I assume that your drilled-in H-piles (soldier beams?) will not penetrate too far below excavation subgrade. Correct? If you have artesian pressure that flows water out of the top of the casing pipe and sand into the casing pipe, I don't know how they will build the building(?) without significant dewatering. If they need to dewater to build the building, do it before your drill the soldier beams. Don't expect to fight water that someone will then need to remove later. Do it now or you will lose your shirt. Someone needs to check the base stability of the excavation with the upward artesian pressure.

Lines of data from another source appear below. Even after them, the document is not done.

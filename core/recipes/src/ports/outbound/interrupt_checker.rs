//! Ctrl+C（SIGINT）等による割り込みを検知する Outbound ポート
//!
//! browse の入力待ちループがポーリングし、true なら検索セッションを閉じて終了する。

pub trait InterruptChecker: Send + Sync {
    fn is_interrupted(&self) -> bool;
}
mod adapter;
mod cli;
mod domain;
mod ports;
mod usecase;
mod wiring;

#[cfg(test)]
mod tests;

use std::io::{self, BufReader};
use std::process;
use std::sync::Arc;
use std::time::Duration;

use adapter::terminal::{format_details, format_summary};
use cli::{parse_args, print_completion, Config, ParseOutcome};
use common::error::Error;
use common::ports::outbound::{emit, LogLevel, LogRecord};
use domain::RecipesCommand;
use ports::inbound::UseCaseRunner;
use usecase::DeleteOutcome;
use wiring::{wire_recipes, App};

/// Command をディスパッチする Runner（match は main レイヤーに集約）
struct Runner {
    app: App,
}

impl UseCaseRunner for Runner {
    fn run(&self, config: Config) -> Result<i32, Error> {
        let command_name = config.command.name();
        emit(
            self.app.logger.as_ref(),
            LogRecord::new(LogLevel::Info, "command started")
                .layer("cli")
                .kind("lifecycle")
                .field("command", command_name),
        );

        let result = self.dispatch(config.command);

        let code = result.as_ref().copied().unwrap_or_else(|e| e.exit_code());
        emit(
            self.app.logger.as_ref(),
            LogRecord::new(LogLevel::Info, "command finished")
                .layer("cli")
                .kind("lifecycle")
                .field("command", command_name)
                .field("exit_code", code),
        );
        if let Err(ref e) = result {
            emit(
                self.app.logger.as_ref(),
                LogRecord::new(LogLevel::Error, e.to_string()).layer("cli").kind("error"),
            );
        }
        result
    }
}

impl Runner {
    fn dispatch(&self, command: RecipesCommand) -> Result<i32, Error> {
        let uc = &self.app.recipes_use_case;
        match command {
            RecipesCommand::Help => {
                print_help();
                Ok(0)
            }
            RecipesCommand::List { query } => {
                let recipes = uc.list(&query)?;
                if recipes.is_empty() {
                    println!("(no recipes)");
                }
                for recipe in &recipes {
                    println!("{}", format_summary(recipe));
                }
                Ok(0)
            }
            RecipesCommand::Show { id } => {
                print!("{}", format_details(&uc.show(&id)?));
                Ok(0)
            }
            RecipesCommand::Create { draft } => {
                let created = uc.create(draft)?;
                println!("Created {}", format_summary(&created));
                Ok(0)
            }
            RecipesCommand::Update { id, patch } => {
                let updated = uc.update(&id, patch)?;
                println!("Updated {}", format_summary(&updated));
                Ok(0)
            }
            RecipesCommand::Delete { id, assume_yes } => match uc.delete(&id, assume_yes)? {
                DeleteOutcome::Deleted(Some(removed)) => {
                    println!("Deleted {} ({})", removed.id, removed.title);
                    Ok(0)
                }
                DeleteOutcome::Deleted(None) => {
                    println!("Deleted {}", id);
                    Ok(0)
                }
                DeleteOutcome::Declined => {
                    println!("Not deleted.");
                    Ok(1)
                }
            },
            RecipesCommand::Favorite { id } => {
                let recipe = uc.toggle_favorite(&id)?;
                let verb = if recipe.is_favorite { "Favorited" } else { "Unfavorited" };
                println!("{} {}", verb, format_summary(&recipe));
                Ok(0)
            }
            RecipesCommand::Browse { filter, debounce_ms } => {
                let debounce = debounce_ms
                    .map(Duration::from_millis)
                    .unwrap_or_else(|| self.app.settings.debounce());
                eprintln!("Type to search. :all / :fav / :unfav change the filter, :q quits.");
                uc.browse(
                    Arc::clone(&self.app.list_view),
                    filter,
                    debounce,
                    BufReader::new(io::stdin()),
                )?;
                Ok(0)
            }
        }
    }
}

fn main() {
    let exit_code = match run() {
        Ok(code) => code,
        Err(e) => {
            if e.is_usage() {
                print_usage();
            }
            eprintln!("recipes: {}", e);
            e.exit_code()
        }
    };
    process::exit(exit_code);
}

fn print_usage() {
    eprintln!("Usage: recipes [-h] [--api-url URL] [--db PATH] [-v] [--no-interactive] <command> [args...]");
}

fn print_help() {
    println!("Usage: recipes [-h] [--api-url URL] [--db PATH] [-v] [--no-interactive] <command> [args...]");
    println!("  -h, --help            Display this help message.");
    println!("  --api-url URL         Backend base URL (default: http://localhost:3000).");
    println!("  --db PATH             Read and write a local db.json instead of the REST backend.");
    println!("  -v, --verbose         Emit debug logs to stderr.");
    println!("  --no-interactive      Never prompt; delete then needs -y.");
    println!("  --generate <shell>    Generate shell completion script (bash, zsh, fish).");
    println!();
    println!("Environment:");
    println!("  RECIPES_HOME      Home directory (config.json, log.jsonl). Default: $XDG_CONFIG_HOME/recipes or ~/.config/recipes.");
    println!("  RECIPES_API_URL   Backend base URL (overrides config.json, overridden by --api-url).");
    println!();
    println!("Commands:");
    println!("  list [-q text] [-f filter]        List recipes (filter: all, favorited, unfavorited).");
    println!("  show <id>                         Show one recipe.");
    println!("  create --title .. --description .. --ingredient .. [--ingredient ..]");
    println!("         --instructions .. --image-url .. [--favorite]");
    println!("                                    Create a recipe.");
    println!("  update <id> [fields..] [--favorite true|false]");
    println!("                                    Edit a recipe; omitted fields keep their value.");
    println!("  delete <id> [-y]                  Delete a recipe (asks first unless -y).");
    println!("  favorite <id>                     Toggle the favorite flag.");
    println!("  browse [-f filter] [--debounce-ms N]");
    println!("                                    Search interactively from stdin lines.");
}

pub fn run() -> Result<i32, Error> {
    let config = match parse_args()? {
        ParseOutcome::Config(c) => c,
        ParseOutcome::GenerateCompletion(shell) => {
            print_completion(shell);
            return Ok(0);
        }
        ParseOutcome::Message(text) => {
            print!("{}", text);
            return Ok(0);
        }
    };
    let app = wire_recipes(&config)?;
    let runner = Runner { app };
    runner.run(config)
}
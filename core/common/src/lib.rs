//! recipes 共通ライブラリ
//!
//! エラー型・構造化ログ・HTTP トランスポート・キャンセルトークンを提供します。

/// エラーハンドリング
pub mod error;

/// JSON over HTTP
pub mod http;

/// キャンセルトークン
pub mod cancel;

pub mod ports;
pub mod adapter;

Will there be enough impervious soil cap below subgrade to prevent the subgrade from heaving or blowing up or turning to quicksand?

 
The H-pile is 70m long socket into rock which is foundation of new viaduct. Dewatering may not be a good choice since there is existing viaduct (supported by H-pile too) right next to my new pile. Afraid to affect stability of existing viaduct. Unfortunately, there is not enough impervious soil cap.
 
You haven't fully described the soil layers, their depths, and ground water elevations and pressure. Is it possible to first "screw in" a casing pipe to rock or to a less permeable soil layer above rock but below the bottom of the sand layer with the artesian water? If so, then you could clean out inside the casing pipe without water shooting up into the casing.
How was the adjacent bridge foundation built? Were similar, deep, socketed piles also used?